= Queen-kitten separation =

Practice of separating kittens and mothers

Queen-kitten separation is the practice of separating kittens from their mothers in cat breeding. It is a near-universal practice amongst breeders globally. It is usually done within 8 to 12 weeks.

== Background ==
The female cat, or queen, is typically bred for the first time depends on when she reaches sexual maturity, which varies depending on breed. However, cat breeders can skip the first two or three heat cycles with the female. Veterinarians advise against skipping more than three heat cycles, as it puts the female at high risk of pyometra. The most ideal situation is to be able to purchase a "proven" male -- a male that a breeder has used for a few breedings and is now ready to part with. Veterinarians advise breeders to put cats nearing parturition to be separated and put into a birthing or "kittening" room by themselves. Artificial insemination is only permitted if both parents have a history of breeding naturally and if its use can be demonstrated to lead to an improvement in the welfare of potential offspring, and must be done by a qualified vet. Veterinarians advise breeders to have no more than one litter per year. Veterinarians also advise against breeding a cat more than four times in her lifetime.
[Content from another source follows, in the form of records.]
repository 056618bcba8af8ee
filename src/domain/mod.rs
pub mod geometry;
pub mod mime;
pub mod model;
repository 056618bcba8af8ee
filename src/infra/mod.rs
pub mod config;
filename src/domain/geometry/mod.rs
//! Geometry normalization and validation.
//!
//! The write path validates candidate WKT literals against the shape an
//! entity requires before anything touches the database. The read path
//! (see [`codec`]) normalizes whatever representation the storage driver
//! hands back into a WKT string, so callers never see driver internals.

pub mod codec;

pub use codec::{to_text, RawGeometry};

use std::fmt;
use thiserror::Error;

/// The geometric shape an entity column requires.
#[derive(Debug, Clone, Copy, PartialEq, Eq)]
pub enum GeometryKind {
    /// `LINESTRING` with at least two vertices (roads).
    Line,
    /// `POINT` (crosswalks).
    Point,
}

impl GeometryKind {
    /// Leading WKT keyword for this kind.
    pub fn keyword(self) -> &'static str {
        match self {
            GeometryKind::Line => "LINESTRING",
            GeometryKind::Point => "POINT",
        }
    }
}

impl fmt::Display for GeometryKind {
    fn fmt(&self, f: &mut fmt::Formatter<'_>) -> fmt::Result {
        f.write_str(self.keyword())
    }
}

/// Rejection reasons for submitted geometry. Both map to a client error.
#[derive(Debug, Clone, PartialEq, Eq, Error)]
pub enum GeometryError {
    #[error("Geometry must be a {expected}")]
    WrongKind { expected: GeometryKind },
    #[error("LINESTRING must have at least 2 points")]
    DegenerateGeometry,
}

/// Checks that `wkt` is a literal of the expected kind.
///
/// The vertex-count check for lines is textual: an `EMPTY` marker or fewer
/// than one comma-separated coordinate group fails. It does not parse
/// coordinates, so a malformed string with enough commas will pass here and
/// be rejected by PostGIS at insert time instead.
pub fn validate(wkt: &str, expected: GeometryKind) -> Result<(), GeometryError> {
    let wkt = wkt.trim_start();
    if !wkt.starts_with(expected.keyword()) {
        return Err(GeometryError::WrongKind { expected });
    }
    if expected == GeometryKind::Line && (wkt.contains("EMPTY") || !wkt.contains(',')) {
        return Err(GeometryError::DegenerateGeometry);
    }
    Ok(())
}

#[cfg(test)]
mod tests {
    use super::*;

    #[test]
    fn accepts_linestring_with_two_points() {
        assert_eq!(validate("LINESTRING(0 0, 1 1)", GeometryKind::Line), Ok(()));
    }

    #[test]
    fn accepts_linestring_with_many_points() {
        assert_eq!(
            validate("LINESTRING(30.52 50.45, 30.53 50.46, 30.54 50.47)", GeometryKind::Line),
            Ok(())
        );
    }

    #[test]
    fn rejects_point_where_line_expected() {
        assert_eq!(
            validate("POINT(0 0)", GeometryKind::Line),
            Err(GeometryError::WrongKind {
                expected: GeometryKind::Line
            })
        );
    }

    #[test]
    fn rejects_line_where_point_expected() {
        assert_eq!(
            validate("LINESTRING(0 0, 1 1)", GeometryKind::Point),
            Err(GeometryError::WrongKind {
                expected: GeometryKind::Point
            })
        );
    }

    #[test]
    fn rejects_empty_linestring() {
        assert_eq!(
            validate("LINESTRING EMPTY", GeometryKind::Line),
            Err(GeometryError::DegenerateGeometry)
        );
    }

    #[test]
    fn rejects_single_point_linestring() {
        assert_eq!(
            validate("LINESTRING(0 0)", GeometryKind::Line),
            Err(GeometryError::DegenerateGeometry)
        );
    }

    #[test]
    fn point_needs_no_vertex_check() {
        assert_eq!(validate("POINT(30.52 50.45)", GeometryKind::Point), Ok(()));
    }

    #[test]
    fn leading_whitespace_is_ignored() {
        assert_eq!(validate("  LINESTRING(0 0, 1 1)", GeometryKind::Line), Ok(()));
    }

    #[test]
    fn garbage_is_wrong_kind() {
        assert_eq!(
            validate("CIRCLE(0 0, 5)", GeometryKind::Line),
            Err(GeometryError::WrongKind {
                expected: GeometryKind::Line
            })
        );
    }

    #[test]
    fn error_messages_name_the_expected_kind() {
        let err = validate("POINT(0 0)", GeometryKind::Line).unwrap_err();
        assert_eq!(err.to_string(), "Geometry must be a LINESTRING");
    }
}
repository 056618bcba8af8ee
//! Shared handler plumbing: one place where service errors become HTTP.

use axum::http::StatusCode;
use axum::Json;

use crate::app::error::ServiceError;
use crate::app::file_storage::FileError;
use crate::transport::http::types::ErrorBody;

pub type Rejection = (StatusCode, Json<ErrorBody>);

pub fn reject(status: StatusCode, detail: impl Into<String>) -> Rejection {
    (
        status,
        Json(ErrorBody {
            detail: detail.into(),
        }),
    )
}

/// Geometry rejections are the client's fault; missing rows are 404;
/// anything the driver raised is a 500.
pub fn map_service_error(error: ServiceError) -> Rejection {
    match error {
        ServiceError::Geometry(e) => reject(StatusCode::BAD_REQUEST, e.to_string()),
        ServiceError::NotFound(_) => reject(StatusCode::NOT_FOUND, error.to_string()),
        ServiceError::Database(e) => {
            reject(StatusCode::INTERNAL_SERVER_ERROR, format!("database error: {e}"))
        }
    }
}

pub fn map_file_error(error: FileError) -> Rejection {
    match error {
        FileError::TooLarge { .. } => reject(StatusCode::PAYLOAD_TOO_LARGE, error.to_string()),
        FileError::DisallowedType { .. } => reject(StatusCode::BAD_REQUEST, error.to_string()),
        FileError::Io(e) => reject(StatusCode::INTERNAL_SERVER_ERROR, format!("storage error: {e}")),
    }
}

#[cfg(test)]
mod tests {
    use super::*;
    use crate::domain::geometry::{GeometryError, GeometryKind};

    #[test]
    fn geometry_errors_are_client_errors() {
        let (status, body) = map_service_error(ServiceError::Geometry(GeometryError::WrongKind {
            expected: GeometryKind::Line,
        }));
        assert_eq!(status, StatusCode::BAD_REQUEST);
        assert_eq!(body.detail, "Geometry must be a LINESTRING");
    }

    #[test]
    fn missing_rows_are_404() {
        let (status, body) = map_service_error(ServiceError::NotFound("Road"));
        assert_eq!(status, StatusCode::NOT_FOUND);
        assert_eq!(body.detail, "Road not found");
    }

    #[test]
    fn oversize_uploads_are_413() {
        let (status, _) = map_file_error(FileError::TooLarge { size: 9, limit: 4 });
        assert_eq!(status, StatusCode::PAYLOAD_TOO_LARGE);
    }
}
The recommended age to separate kittens from their mothers is no sooner than 8-12 weeks.Breeding facilities that prioritize profit over animal welfare, such as kitten factories, tend to ignore these guidelines.

== Early vs late separation ==
Early separation, or premature separation, is defined as separating kittens from their mothers before eight weeks of age. Premature separation can cause lifelong stress in kittens. Premature separation can also result in kittens failing to get the essential nutrients and antibodies provided by their mother's milk.